In general, the nutrient concentrations of plant tissues are positively correlated with soil nutrients (Hendricks et al. 2000; Lü et al. 2013; Nadelhoffer 2000). Our results showed that fine root P concentrations were marginally significantly related to available soil nutrients (P = 0. 055; Fig. 6); however, those of aboveground were determined to be significantly related to available soil nutrients. We assumed that N fertilizer alters the original status of nutrient limitation in plants, resulting in conservative P use. Therefore, plants preferentially transported P from the fine roots to the aboveground because of the increased demand for P in plant photosynthetic tissues. In addition, N:P ratios were also regulated by the stoichiometry of plant tissues and directly affected by soil nutrient availability.
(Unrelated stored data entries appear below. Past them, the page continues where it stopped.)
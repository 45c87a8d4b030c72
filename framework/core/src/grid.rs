use crate::error::ConfigError;
use crate::value::ParamValue;

/// A named parameter with its ordered candidate values.
#[derive(Debug, Clone, PartialEq)]
pub struct Parameter {
    /// The tool flag name, without the leading `--`.
    pub name: String,
    pub values: Vec<ParamValue>,
}

/// An ordered mapping from parameter name to candidate values.
///
/// The order that parameters are added in is the order that they appear in generated command
/// lines and tags. It is also the iteration order of the cartesian product: the first parameter
/// varies slowest and the last parameter varies fastest.
#[derive(Debug, Clone, Default, PartialEq)]
pub struct ParameterGrid {
    params: Vec<Parameter>,
}

impl ParameterGrid {
    pub fn new() -> Self {
        Self::default()
    }

    /// Add a parameter to the end of the grid.
    ///
    /// Fails if the name is not usable as a flag or is already present. An empty candidate list
    /// is accepted here and reported by [ParameterGrid::validate].
    pub fn with_param(
        mut self,
        name: impl Into<String>,
        values: Vec<ParamValue>,
    ) -> Result<Self, ConfigError> {
        self.push(name, values)?;
        Ok(self)
    }

    /// See [ParameterGrid::with_param].
    pub fn push(
        &mut self,
        name: impl Into<String>,
        values: Vec<ParamValue>,
    ) -> Result<(), ConfigError> {
        let name = name.into();
        validate_name(&name)?;
        if self.get(&name).is_some() {
            return Err(ConfigError::DuplicateParameter { name });
        }

        self.params.push(Parameter { name, values });
        Ok(())
    }

    /// Combine a shared base grid with a group specific grid.
    ///
    /// Parameters from `group` replace a base parameter of the same name in place, all other
    /// group parameters are appended after the base parameters in their own order.
    pub fn merged(base: &ParameterGrid, group: &ParameterGrid) -> ParameterGrid {
        let mut params = base.params.clone();
        for param in &group.params {
            match params.iter_mut().find(|p| p.name == param.name) {
                Some(existing) => existing.values = param.values.clone(),
                None => params.push(param.clone()),
            }
        }

        ParameterGrid { params }
    }

    pub fn get(&self, name: &str) -> Option<&Parameter> {
        self.params.iter().find(|p| p.name == name)
    }

    pub fn params(&self) -> impl Iterator<Item = &Parameter> {
        self.params.iter()
    }

    /// The number of parameters, not the number of scenarios.
    pub fn len(&self) -> usize {
        self.params.len()
    }

    pub fn is_empty(&self) -> bool {
        self.params.is_empty()
    }

    /// Check that every parameter has at least one candidate value.
    pub fn validate(&self) -> Result<(), ConfigError> {
        match self.params.iter().find(|p| p.values.is_empty()) {
            Some(p) => Err(ConfigError::EmptyParameter {
                name: p.name.clone(),
            }),
            None => Ok(()),
        }
    }

    /// The number of scenarios in the cartesian product of this grid.
    ///
    /// A grid without parameters has exactly one, empty, scenario.
    pub fn scenario_count(&self) -> Result<usize, ConfigError> {
        self.params.iter().try_fold(1usize, |acc, p| {
            acc.checked_mul(p.values.len())
                .ok_or(ConfigError::TooManyScenarios)
        })
    }

    /// Resolve the scenario at `index` in product order without enumerating the ones before it.
    ///
    /// The index is decomposed as a mixed radix number with the last parameter as the least
    /// significant digit.
    pub fn scenario_at(&self, index: usize) -> Option<Scenario> {
        if index >= self.scenario_count().ok()? {
            return None;
        }

        let mut remainder = index;
        let mut picks = vec![0; self.params.len()];
        for (slot, param) in picks.iter_mut().zip(&self.params).rev() {
            let radix = param.values.len();
            *slot = remainder % radix;
            remainder /= radix;
        }

        Some(self.pick(&picks))
    }

    /// Lazily iterate the cartesian product of this grid.
    ///
    /// The iterator is finite and cheap to create, so the product can be walked again by calling
    /// this method again.
    pub fn scenarios(&self) -> ScenarioIter<'_> {
        ScenarioIter::new(self)
    }

    fn pick(&self, picks: &[usize]) -> Scenario {
        self.params
            .iter()
            .zip(picks)
            .map(|(param, &i)| (param.name.clone(), param.values[i].clone()))
            .collect()
    }
}

fn validate_name(name: &str) -> Result<(), ConfigError> {
    let reason = if name.is_empty() {
        Some("name is empty")
    } else if name.starts_with('-') {
        Some("name must not include the leading dashes")
    } else if name.chars().any(char::is_whitespace) {
        Some("name must not contain whitespace")
    } else {
        None
    };

    match reason {
        Some(reason) => Err(ConfigError::InvalidParameterName {
            name: name.to_string(),
            reason,
        }),
        None => Ok(()),
    }
}

/// One fully resolved assignment of a value to each parameter of a grid.
///
/// Scenarios describe themselves as ordered pairs so that scenarios from different groups can
/// carry different parameters.
#[derive(Debug, Clone, Default, PartialEq)]
pub struct Scenario {
    pairs: Vec<(String, ParamValue)>,
}

impl Scenario {
    pub fn iter(&self) -> impl Iterator<Item = (&str, &ParamValue)> {
        self.pairs.iter().map(|(k, v)| (k.as_str(), v))
    }

    pub fn get(&self, name: &str) -> Option<&ParamValue> {
        self.pairs.iter().find(|(k, _)| k == name).map(|(_, v)| v)
    }

    pub fn len(&self) -> usize {
        self.pairs.len()
    }

    pub fn is_empty(&self) -> bool {
        self.pairs.is_empty()
    }
}

impl FromIterator<(String, ParamValue)> for Scenario {
    fn from_iter<T: IntoIterator<Item = (String, ParamValue)>>(iter: T) -> Self {
        Self {
            pairs: iter.into_iter().collect(),
        }
    }
}

/// Odometer over the cartesian product of a [ParameterGrid].
#[derive(Debug, Clone)]
pub struct ScenarioIter<'a> {
    grid: &'a ParameterGrid,
    picks: Vec<usize>,
    remaining: usize,
}

impl<'a> ScenarioIter<'a> {
    fn new(grid: &'a ParameterGrid) -> Self {
        Self {
            grid,
            picks: vec![0; grid.params.len()],
            // Overflowing grids are rejected when a plan is built.
            remaining: grid.scenario_count().unwrap_or(usize::MAX),
        }
    }

    fn advance(&mut self) {
        for (slot, param) in self.picks.iter_mut().zip(&self.grid.params).rev() {
            *slot += 1;
            if *slot < param.values.len() {
                return;
            }
            *slot = 0;
        }
    }
}

impl Iterator for ScenarioIter<'_> {
    type Item = Scenario;

    fn next(&mut self) -> Option<Self::Item> {
        if self.remaining == 0 {
            return None;
        }

        let scenario = self.grid.pick(&self.picks);
        self.remaining -= 1;
        self.advance();

        Some(scenario)
    }

    fn size_hint(&self) -> (usize, Option<usize>) {
        (self.remaining, Some(self.remaining))
    }
}

impl ExactSizeIterator for ScenarioIter<'_> {}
Previous studies reported that the geometric means of leaf N and P concentrations were 18.6 and 1.21 mg g−1, respectively, with an N:P ratio of 14.4 (Han et al. 2005). Geng et al. (2014) claimed that the average values of the fine root N and P concentrations of 139 species in northwest China were 11.4 and 0.83 mg g−1, respectively, with an average N:P ratio of 13.73. Meanwhile, the global means of the fine root concentrations of N and P were 11.7 and 1.1 mg g−1, respectively, with an average N:P ratio of 11(Jackson et al. 1997). Our results showed that the N and P concentrations of the aboveground of S. korovinii without N fertilizer input were 9.87 and 2.98 mg g−1, respectively, with an N:P ratio of 3.31. Furthermore, the N and P concentrations of the fine roots of S. korovinii were 4.95 and 2.28 mg g−1, respectively, with an N:P ratio of 2.19. This finding suggested that the N concentrations of the aboveground and fine roots of S. korovinii were much lower than the global average, whereas those of P was much higher than the global or China’s geometric means, resulting in a lower N:P ratio. These results may account for the species-specific adaptive strategy of S. korovinii, which adapts to low N conditions by have lower N requirements or tighter N recycling.

In conclusion, this study demonstrated the conservative nature of the response of stoichiometry in the aboveground and fine roots of N-deficient plants to N addition in an infertile area. N input resulted in a higher N pool. However, the P pool did not change significantly in the soil after 1 year of N addition. Short-term N addition resulted in conservative P use. These results suggest that N fertilizer should be employed when short-term fertilization is used as a management strategy to restore degraded desert grasslands in this region. The N:P ratios were regulated by both positive and negative patterns. Moreover, we determined that plants tend to transport P from the fine root to aboveground for photosynthesis, and the intraspecific variations in the main element traits (N, P, and N:P ratios) were consistent at the whole-plant level.